WHAT YOU ARE ASKED TO DO: Give back only the lines in the records below from the one with "fn set_operands(&mut self, a: FloatValue, b: FloatValue)" to the one with "fn stats(&self) ->", both inclusive, word for word.
(EXERCISE DATA Opens)
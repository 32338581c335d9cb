//! Configuration tests.

use pretty_assertions::assert_eq;

use fpsim_core::Config;
use fpsim_core::config::DivideByZeroPolicy;

#[test]
fn defaults_are_saturating_and_quiet() {
    let config = Config::default();
    assert!(!config.sim.trace);
    assert_eq!(config.divider.divide_by_zero, DivideByZeroPolicy::Saturate);
}

#[test]
fn empty_document_is_all_defaults() {
    let Ok(config) = Config::from_json("{}") else {
        panic!("empty object did not parse");
    };
    assert!(!config.sim.trace);
    assert_eq!(config.divider.divide_by_zero, DivideByZeroPolicy::Saturate);
}

#[test]
fn full_document_parses() {
    let json = r#"{
        "sim": { "trace": true },
        "divider": { "divide_by_zero": "Zero" }
    }"#;
    let Ok(config) = Config::from_json(json) else {
        panic!("full document did not parse");
    };
    assert!(config.sim.trace);
    assert_eq!(config.divider.divide_by_zero, DivideByZeroPolicy::Zero);
}

#[test]
fn partial_document_keeps_other_defaults() {
    let Ok(config) = Config::from_json(r#"{ "sim": { "trace": true } }"#) else {
        panic!("partial document did not parse");
    };
    assert!(config.sim.trace);
    assert_eq!(config.divider.divide_by_zero, DivideByZeroPolicy::Saturate);
}

#[test]
fn malformed_json_is_an_error() {
    assert!(Config::from_json("not json").is_err());
    assert!(Config::from_json(r#"{ "divider": { "divide_by_zero": "Wrap" } }"#).is_err());
}

#[test]
fn error_display_names_the_configuration() {
    let Err(err) = Config::from_json("{") else {
        panic!("truncated document parsed");
    };
    assert!(err.to_string().starts_with("invalid configuration"));
}
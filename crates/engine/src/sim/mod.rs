//! Simulation harness: the logical clock over unit instances.
//!
//! The engine has no physical clock; the [`scheduler::Scheduler`] replaces
//! it with an explicit tick operation that advances every registered unit
//! by exactly one phase per call.

/// Scheduler advancing a set of independent units in lock-step.
pub mod scheduler;

pub use scheduler::{Scheduler, UnitHandle};
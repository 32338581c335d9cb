//! Conversions between signed fixed-point integers and [`FloatValue`].
//!
//! Both directions treat the integer as a plain signed quantity (no
//! fractional scale). Decoding truncates toward zero: any value with
//! magnitude below one converts to integer zero, and values beyond the
//! signed range of the requested width saturate to the range bounds.

use crate::common::constants::{EXPONENT_BIAS, MANTISSA_BITS, MANTISSA_MASK, MAX_INT_WIDTH};
use crate::format::FloatValue;

/// Encodes a `width`-bit signed integer as a [`FloatValue`].
///
/// The magnitude is left-normalized so the leading one becomes the implicit
/// bit; the true exponent is the bit position of that leading one. Zero
/// encodes as the canonical zero value.
///
/// # Panics
///
/// Panics if `width` is outside `1..=24` or `value` does not fit in `width`
/// signed bits.
pub fn signed_to_float(value: i32, width: u32) -> FloatValue {
    assert!(
        (1..=MAX_INT_WIDTH).contains(&width),
        "integer width {width} outside 1..=24"
    );
    let bound = 1i32 << (width - 1);
    assert!(
        (-bound..bound).contains(&value),
        "value {value} does not fit in {width} signed bits"
    );

    if value == 0 {
        return FloatValue::zero();
    }

    let sign = value < 0;
    let magnitude = value.unsigned_abs();
    let msb = 31 - magnitude.leading_zeros();
    let significand = magnitude << (MANTISSA_BITS - msb);
    FloatValue::new(
        sign,
        (msb as i32 + EXPONENT_BIAS) as u32,
        significand & MANTISSA_MASK,
    )
}

/// Decodes a [`FloatValue`] to a `width`-bit signed integer, truncating
/// toward zero.
///
/// Any value with magnitude below one yields zero (fractional values are
/// not representable in the fixed-point domain). Magnitudes beyond the
/// signed `width`-bit range saturate to `-2^(width-1)` or `2^(width-1) - 1`.
///
/// # Panics
///
/// Panics if `width` is outside `1..=24`.
pub fn float_to_signed(value: FloatValue, width: u32) -> i32 {
    assert!(
        (1..=MAX_INT_WIDTH).contains(&width),
        "integer width {width} outside 1..=24"
    );

    if value.is_zero() {
        return 0;
    }

    let true_exp = value.true_exponent();
    if true_exp < 0 {
        // |v| < 1: the integer part is empty.
        return 0;
    }

    let max_positive = (1i64 << (width - 1)) - 1;
    let min_negative = -(1i64 << (width - 1));

    // The exponent alone can exceed the width; saturate before shifting so
    // the magnitude arithmetic stays inside 64 bits.
    if true_exp >= width as i32 {
        return if value.sign() {
            min_negative as i32
        } else {
            max_positive as i32
        };
    }

    // true_exp < width <= 24 here, so the shift count is in 0..=23.
    let magnitude = i64::from(value.significand() >> (MANTISSA_BITS as i32 - true_exp));
    let signed = if value.sign() { -magnitude } else { magnitude };
    signed.clamp(min_negative, max_positive) as i32
}
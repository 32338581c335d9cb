//! Add/subtract unit.
//!
//! A four-phase pipeline producing the sum of two floating-point values in
//! exactly four clock ticks from request assertion to done assertion:
//! 1. **Align:** order the operands by magnitude, derive the exponent
//!    difference, and right-shift the smaller significand by that amount in
//!    a single step (bits shifted beyond the mantissa width are discarded).
//! 2. **Combine:** add the aligned significands when the signs agree, or
//!    subtract the smaller from the larger when they differ.
//! 3. **Normalize:** a single right-shift on carry-out, or a single
//!    left-shift by the leading-zero count after cancellation.
//! 4. **Finalize:** clamp exponent overflow/underflow and pack the result.
//!
//! The unit only adds. Subtraction is expressed by the caller negating one
//! operand (see [`FloatValue::negated`]) before presenting the pair.
//!
//! Shift amounts are computed arithmetically and applied in one operation,
//! which is what keeps the latency at a fixed four ticks regardless of the
//! operand magnitudes.

use tracing::trace;

use crate::common::constants::{MANTISSA_BITS, SIGNIFICAND_BITS};
use crate::format::FloatValue;
use crate::stats::UnitStats;
use crate::units::handshake::{OperationRequest, UnitState};
use crate::units::{FpUnit, UnitKind, finalize_result};

/// Computation phases of the add/subtract unit, one per clock tick.
#[derive(Clone, Copy, Debug, PartialEq, Eq)]
pub enum AddPhase {
    /// Magnitude comparison and single-step alignment shift.
    Align,
    /// Signed combination of the aligned significands.
    Combine,
    /// Post-combine normalization shift.
    Normalize,
    /// Clamp and pack.
    Finalize,
}

/// The add/subtract unit.
#[derive(Debug, Default)]
pub struct Adder {
    // Input ports, sampled on tick boundaries.
    a_in: FloatValue,
    b_in: FloatValue,
    request: bool,

    state: UnitState<AddPhase>,
    latched: OperationRequest,

    // Work registers carried between phases.
    sign: bool,
    signs_differ: bool,
    exponent: i32,
    big_sig: u32,
    small_sig: u32,
    sum: u32,

    result: FloatValue,
    overflow: bool,
    stats: UnitStats,
}

impl Adder {
    /// Creates an idle add/subtract unit.
    pub fn new() -> Self {
        Self::default()
    }

    /// Executes the phase the unit is currently in and advances the state.
    fn step(&mut self) {
        let UnitState::Busy(phase) = self.state else {
            return;
        };
        self.state = match phase {
            AddPhase::Align => {
                self.align();
                UnitState::Busy(AddPhase::Combine)
            }
            AddPhase::Combine => {
                self.combine();
                UnitState::Busy(AddPhase::Normalize)
            }
            AddPhase::Normalize => {
                self.normalize();
                UnitState::Busy(AddPhase::Finalize)
            }
            AddPhase::Finalize => {
                self.finalize();
                self.stats.ops_completed += 1;
                trace!(unit = %UnitKind::Add, result = %self.result, "done");
                UnitState::Done
            }
        };
    }

    /// Phase 1: order by magnitude and align the smaller significand.
    fn align(&mut self) {
        let (a, b) = (self.latched.a, self.latched.b);
        // Normalized values order by (stored exponent, significand).
        let mag = |v: FloatValue| {
            (u64::from(v.exponent()) << SIGNIFICAND_BITS) | u64::from(v.significand())
        };
        let (big, small) = if mag(a) >= mag(b) { (a, b) } else { (b, a) };

        self.sign = big.sign();
        self.signs_differ = a.sign() != b.sign();
        self.exponent = big.exponent() as i32;
        self.big_sig = big.significand();

        let diff = big.exponent() - small.exponent();
        // A difference beyond the significand width shifts every bit out.
        self.small_sig = if diff >= 32 {
            0
        } else {
            small.significand() >> diff
        };
    }

    /// Phase 2: combine the aligned significands.
    ///
    /// The alignment phase guarantees `big_sig >= small_sig`, so the
    /// differing-sign path cannot underflow. Exact cancellation produces a
    /// positive zero so that addition stays commutative bit-for-bit.
    fn combine(&mut self) {
        if self.signs_differ {
            self.sum = self.big_sig - self.small_sig;
            if self.sum == 0 {
                self.sign = false;
            }
        } else {
            self.sum = self.big_sig + self.small_sig;
        }
    }

    /// Phase 3: restore normalized form with a single shift.
    fn normalize(&mut self) {
        if self.sum & (1 << SIGNIFICAND_BITS) != 0 {
            // Carry out of the significand: one right-shift, discarding the
            // shifted-out bit (truncation).
            self.sum >>= 1;
            self.exponent += 1;
        } else if self.sum != 0 {
            // Cancellation may clear any number of leading bits; the shift
            // amount comes straight from the leading-zero count.
            let msb = 31 - self.sum.leading_zeros();
            let shift = MANTISSA_BITS - msb;
            self.sum <<= shift;
            self.exponent -= shift as i32;
        }
    }

    /// Phase 4: clamp and pack.
    fn finalize(&mut self) {
        let (result, overflow) = finalize_result(self.sign, self.exponent, self.sum, &mut self.stats);
        self.result = result;
        self.overflow = overflow;
    }
}

impl FpUnit for Adder {
    fn kind(&self) -> UnitKind {
        UnitKind::Add
    }

    fn set_operands(&mut self, a: FloatValue, b: FloatValue) {
        self.a_in = a;
        self.b_in = b;
    }

    fn set_request(&mut self, request: bool) {
        self.request = request;
    }

    fn tick(&mut self) {
        match self.state {
            UnitState::Idle => {
                if self.request {
                    self.latched = OperationRequest {
                        a: self.a_in,
                        b: self.b_in,
                    };
                    self.overflow = false;
                    self.state = UnitState::Busy(AddPhase::Align);
                    trace!(unit = %UnitKind::Add, a = %self.latched.a, b = %self.latched.b, "accepted");
                    self.stats.busy_cycles += 1;
                    self.step();
                }
            }
            UnitState::Busy(_) => {
                self.stats.busy_cycles += 1;
                self.step();
            }
            UnitState::Done => {
                if self.request {
                    // Two-phase release: a still-asserted request is not a
                    // new operation.
                    self.stats.held_requests += 1;
                } else {
                    self.state = UnitState::Idle;
                }
            }
        }
    }

    fn done(&self) -> bool {
        self.state.is_done()
    }

    fn result(&self) -> FloatValue {
        self.result
    }

    fn overflow(&self) -> bool {
        self.overflow
    }

    fn is_idle(&self) -> bool {
        self.state.is_idle()
    }

    fn stats(&self) -> &UnitStats {
        &self.stats
    }
}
(EXERCISE DATA Closes)
ANSWER SECTION:
    fn set_operands(&mut self, a: FloatValue, b: FloatValue) {
        self.a_in = a;
        self.b_in = b;
    }

    fn set_request(&mut self, request: bool) {
        self.request = request;
    }

    fn tick(&mut self) {
        match self.state {
            UnitState::Idle => {
                if self.request {
                    self.latched = OperationRequest {
                        a: self.a_in,
                        b: self.b_in,
                    };
                    self.overflow = false;
                    self.state = UnitState::Busy(AddPhase::Align);
                    trace!(unit = %UnitKind::Add, a = %self.latched.a, b = %self.latched.b, "accepted");
                    self.stats.busy_cycles += 1;
                    self.step();
                }
            }
            UnitState::Busy(_) => {
                self.stats.busy_cycles += 1;
                self.step();
            }
            UnitState::Done => {
                if self.request {
                    // Two-phase release: a still-asserted request is not a
                    // new operation.
                    self.stats.held_requests += 1;
                } else {
                    self.state = UnitState::Idle;
                }
            }
        }
    }

    fn done(&self) -> bool {
        self.state.is_done()
    }

    fn result(&self) -> FloatValue {
        self.result
    }

    fn overflow(&self) -> bool {
        self.overflow
    }

    fn is_idle(&self) -> bool {
        self.state.is_idle()
    }

    fn stats(&self) -> &UnitStats {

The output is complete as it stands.